Верка, что ли плетется? А мне не веришь, Маш, - вон у Верки спроси! Нет, ты спроси! Верка! Поди сюда! Скажи Машке, вчера 48-ую заселяли? Шкаф в лифт грузили? Вот так-то! Поняла, Маш? Ах, тебе до шкафа дела нет? А как мы с Веркой, на ящиках сидя, до шестого доехали и слезть не можем - на это тебе наплевать? Верка чуть все яйца почти по восемь тыщь не передавила, пока до первой кнопки палкой достала! Ты сядь. Вер! Палку-то поставь и расскажи ей, как мы с тобой вниз вернулись - а там никого! Опять с ящиков слезть не можем! Сидим, думаем - а вдруг он нас наверху встречать собрался? Чего делать? Поехали наверх. Двери открылись - опять никого. И вдруг - голос на весь подъезд: "Бабки? Так-растак' Сидеть! Не двигаться!" Верка даже пагку свою выронила. А бугай этот прибежал, язык на плече. Уж как он нас мотал, как чехвостил! Погоняли мы его взад-вперед - до шестого и обратно. Ему б за молодыми так, как он за нами бегал! Неудобно, все-таки, получается. Человек ради нас, можно сказать, любимую работу бросил. Ну я и сообразила. В квартиру его завели, рюмочку налили - выпил, соколик, за наше здоровье, мы - за его. Елочку зажгли. Эх, если б не лезть ему под шкаф этот полированный, так бы и остался с нами Новый год встречать. Да только не судьба. Ушел он, а мы с Веркой вспомним, как на ящиках сидели - на одном "хрусталь" написано, на другом - "посуда" - хохочем-заливаемся! Президент выступает - а мы слезы от смеха вытираем! Часы бить начали - до двенадцати досчитать не можем, сбиваемся! Нет, давно мы с Веркой так Новый год не встречали! И скажу тебе, Маш, по секрету - такое сразу счастье Верке привалило! Ну какое у Верки может быть счастье? А, Вер? Ну ты чего? Да скажу я Машке! Ей, может, тоже за тебя порадоваться охота. Слышь, Маш! Сын ей позвонил! Говорит, поздравляю тебя, мамка, с Новым Годом...

 

 

РЕКЛАМНАЯ ПАУЗА

Ой, Маш, как же я устала от Верки! Я целый день, как заведенная: то к внукам, то мне их подбросят, обед, то да се, а она сидит себе цветочки рисует! А то выйдет на кухню и начнет мне талдычить, что ни дня еще для себя не прожила! Тьфу! И еще, Маш, гляди, чего удумала: и так за электричество вполовину платит, как вдова участника, так нет! Услышит, что у меня телевизор включен и - пожалте! - можно, говорит, у тебя посмотреть, а то у меня мутно? Ну что я? А что я? Не гнать же! Сиди, говорю, смотри.

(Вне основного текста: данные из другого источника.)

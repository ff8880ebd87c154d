// TaskSupervisor: fire-and-forget work that is never lost silently
//
// Every launched operation runs on its own Tokio task under a shared
// cancellation token. Errors and panics are reported to telemetry as
// `BackgroundTaskFailure`; cancellation is silent.

use std::any::Any;
use std::collections::HashMap;
use std::future::Future;
use std::panic::AssertUnwindSafe;
use std::sync::atomic::{AtomicU64, Ordering};
use std::sync::{Arc, Mutex, MutexGuard, PoisonError};
use std::time::Duration;

use futures::FutureExt;
use log::{debug, info, warn};
use tokio::task::JoinHandle;

use crate::audio::CancelToken;
use crate::error::{log_task_failure, BackgroundTaskFailure};
use crate::telemetry::{LifecyclePhase, TelemetryHub};

/// Identifier returned by [`TaskSupervisor::launch`].
#[derive(Debug, Clone, Copy, PartialEq, Eq, Hash)]
pub struct TaskId(pub u64);

struct TaskEntry {
    name: String,
    handle: JoinHandle<()>,
}

type TaskMap = Arc<Mutex<HashMap<u64, TaskEntry>>>;

pub struct TaskSupervisor {
    root: CancelToken,
    tasks: TaskMap,
    next_id: AtomicU64,
    telemetry: Arc<TelemetryHub>,
}

impl TaskSupervisor {
    pub fn new(telemetry: Arc<TelemetryHub>) -> Self {
        Self {
            root: CancelToken::new(),
            tasks: Arc::new(Mutex::new(HashMap::new())),
            next_id: AtomicU64::new(1),
            telemetry,
        }
    }

    /// Token cancelled by [`cancel_all`](Self::cancel_all), for operations
    /// that want to check for shutdown between steps.
    pub fn token(&self) -> CancelToken {
        self.root.clone()
    }

    pub fn is_cancelled(&self) -> bool {
        self.root.is_cancelled()
    }

    /// Number of launched operations that have not settled yet.
    pub fn outstanding(&self) -> usize {
        lock(&self.tasks).len()
    }

    /// Launch `operation` in the background.
    ///
    /// The operation is dropped at its next await point once the supervisor
    /// is cancelled. After [`cancel_all`](Self::cancel_all) new operations
    /// are cancelled before they run.
    pub fn launch<F>(&self, name: impl Into<String>, operation: F) -> TaskId
    where
        F: Future<Output = anyhow::Result<()>> + Send + 'static,
    {
        let id = self.next_id.fetch_add(1, Ordering::Relaxed);
        let name = name.into();
        let token = self.root.clone();
        let telemetry = Arc::clone(&self.telemetry);
        let tasks = Arc::clone(&self.tasks);
        let task_name = name.clone();

        // Held across spawn so the task cannot deregister before it is registered.
        let mut registry = lock(&self.tasks);
        let handle = tokio::spawn(async move {
            let outcome = tokio::select! {
                biased;
                _ = token.cancelled() => None,
                result = AssertUnwindSafe(operation).catch_unwind() => Some(result),
            };

            let failure = match outcome {
                None => {
                    debug!("[TaskSupervisor] '{}' cancelled", task_name);
                    None
                }
                Some(Ok(Ok(()))) => {
                    debug!("[TaskSupervisor] '{}' completed", task_name);
                    None
                }
                Some(Ok(Err(err))) => Some(BackgroundTaskFailure::Failed {
                    task: task_name.clone(),
                    reason: format!("{:#}", err),
                }),
                Some(Err(panic)) => Some(BackgroundTaskFailure::Panicked {
                    task: task_name.clone(),
                    reason: panic_message(panic.as_ref()),
                }),
            };
            if let Some(failure) = failure {
                log_task_failure(&failure, "launch");
                telemetry.record_task_failure(&failure);
            }

            lock(&tasks).remove(&id);
        });
        registry.insert(id, TaskEntry { name, handle });
        TaskId(id)
    }

    /// Cancel every outstanding operation and wait up to `timeout` for them
    /// to settle.
    ///
    /// Operations still running at the deadline are aborted and reported as
    /// [`BackgroundTaskFailure::Abandoned`].
    ///
    /// # Returns
    /// Number of abandoned operations.
    pub async fn cancel_all(&self, timeout: Duration) -> usize {
        self.root.cancel();
        let mut pending: Vec<TaskEntry> =
            lock(&self.tasks).drain().map(|(_, entry)| entry).collect();
        info!(
            "[TaskSupervisor] Cancelling {} outstanding task(s)",
            pending.len()
        );

        let settle = futures::future::join_all(pending.iter_mut().map(|entry| &mut entry.handle));
        if tokio::time::timeout(timeout, settle).await.is_err() {
            warn!(
                "[TaskSupervisor] Tasks did not settle within {:?}",
                timeout
            );
        }

        let mut abandoned = 0;
        for entry in pending {
            if entry.handle.is_finished() {
                continue;
            }
            entry.handle.abort();
            abandoned += 1;
            let failure = BackgroundTaskFailure::Abandoned { task: entry.name };
            log_task_failure(&failure, "cancel_all");
            self.telemetry.record_task_failure(&failure);
        }

        self.telemetry.record_lifecycle(LifecyclePhase::TasksCancelled);
        abandoned
    }
}

fn panic_message(panic: &(dyn Any + Send)) -> String {
    if let Some(message) = panic.downcast_ref::<&str>() {
        message.to_string()
    } else if let Some(message) = panic.downcast_ref::<String>() {
        message.clone()
    } else {
        "non-string panic payload".to_string()
    }
}

fn lock<T>(mutex: &Mutex<T>) -> MutexGuard<'_, T> {
    mutex.lock().unwrap_or_else(PoisonError::into_inner)
}

#[cfg(test)]
mod tests {
    use super::*;
    use crate::telemetry::MetricEvent;
    use anyhow::anyhow;

    fn failures(telemetry: &TelemetryHub) -> Vec<(String, i32)> {
        telemetry
            .snapshot()
            .recent
            .into_iter()
            .filter_map(|event| match event {
                MetricEvent::BackgroundTaskFailure { task, code, .. } => Some((task, code)),
                _ => None,
            })
            .collect()
    }

    async fn explode() -> anyhow::Result<()> {
        panic!("exploded")
    }

    async fn settle(supervisor: &TaskSupervisor) {
        for _ in 0..100 {
            if supervisor.outstanding() == 0 {
                return;
            }
            tokio::time::sleep(Duration::from_millis(2)).await;
        }
    }

    #[tokio::test]
    async fn test_errors_and_panics_are_reported() {
        let telemetry = Arc::new(TelemetryHub::default());
        let supervisor = TaskSupervisor::new(Arc::clone(&telemetry));

        supervisor.launch("ok", async { Ok(()) });
        supervisor.launch("save", async { Err(anyhow!("disk full")) });
        supervisor.launch("boom", explode());
        settle(&supervisor).await;

        let mut reported = failures(&telemetry);
        reported.sort();
        assert_eq!(
            reported,
            vec![("boom".to_string(), 5002), ("save".to_string(), 5001)]
        );
    }

    #[tokio::test]
    async fn test_cancellation_is_silent() {
        let telemetry = Arc::new(TelemetryHub::default());
        let supervisor = TaskSupervisor::new(Arc::clone(&telemetry));
        supervisor.launch("narration", async {
            tokio::time::sleep(Duration::from_secs(10)).await;
            Ok(())
        });
        assert_eq!(supervisor.outstanding(), 1);

        let abandoned = supervisor.cancel_all(Duration::from_millis(200)).await;
        assert_eq!(abandoned, 0);
        assert_eq!(supervisor.outstanding(), 0);
        assert!(failures(&telemetry).is_empty());
    }

    #[tokio::test(flavor = "multi_thread", worker_threads = 2)]
    async fn test_stuck_task_is_abandoned_at_deadline() {
        let telemetry = Arc::new(TelemetryHub::default());
        let supervisor = TaskSupervisor::new(Arc::clone(&telemetry));
        supervisor.launch("spin", async {
            std::thread::sleep(Duration::from_millis(300));
            Ok(())
        });
        tokio::time::sleep(Duration::from_millis(20)).await;

        let abandoned = supervisor.cancel_all(Duration::from_millis(30)).await;
        assert_eq!(abandoned, 1);
        assert_eq!(failures(&telemetry), vec![("spin".to_string(), 5003)]);
    }

    #[tokio::test]
    async fn test_launch_after_cancel_all_does_not_run() {
        let supervisor = TaskSupervisor::new(Arc::new(TelemetryHub::default()));
        supervisor.cancel_all(Duration::from_millis(10)).await;

        let ran = Arc::new(AtomicU64::new(0));
        let flag = Arc::clone(&ran);
        supervisor.launch("late", async move {
            flag.fetch_add(1, Ordering::SeqCst);
            Ok(())
        });
        settle(&supervisor).await;
        assert_eq!(ran.load(Ordering::SeqCst), 0);
    }
}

Вот сегодня, нет, ты послушай, сегодня только я к выключателю, а она уж явилась. Не запылилась. В кресле расселась. И сидела бы тихо! Да где там! У себя намолчится - ко мне общаться идет. Не могу, говорит, в последнее время телевизор смотреть. Я ее спрашиваю - почему же это? Я, вроде, за тобой не замечала. Не могу, говорит, из-за рекламных пауз. Сплошные, понимаешь, рекламные паузы! Я ей и отвечаю, мол, не нравятся паузы - ты глаза закрой и думай о чем-нибудь своем. Ну правильно ведь, Маш? А что еще скажешь? Так она прям взвилась вся! Что это мне, мол, с закрытыми глазами время терять? У меня что - дел дома мало? И пошло-поехало. Вот всегда ты - это я, мол, - меня в безделии упрекаешь! А я за свою жизнь... Ну, понятно, в сотый раз мне всю свою биографию выложила. А что я? Сижу, молчу. А она побагровела вся, кидается на меня, кричит... Дверью - хлоп! - и ушла.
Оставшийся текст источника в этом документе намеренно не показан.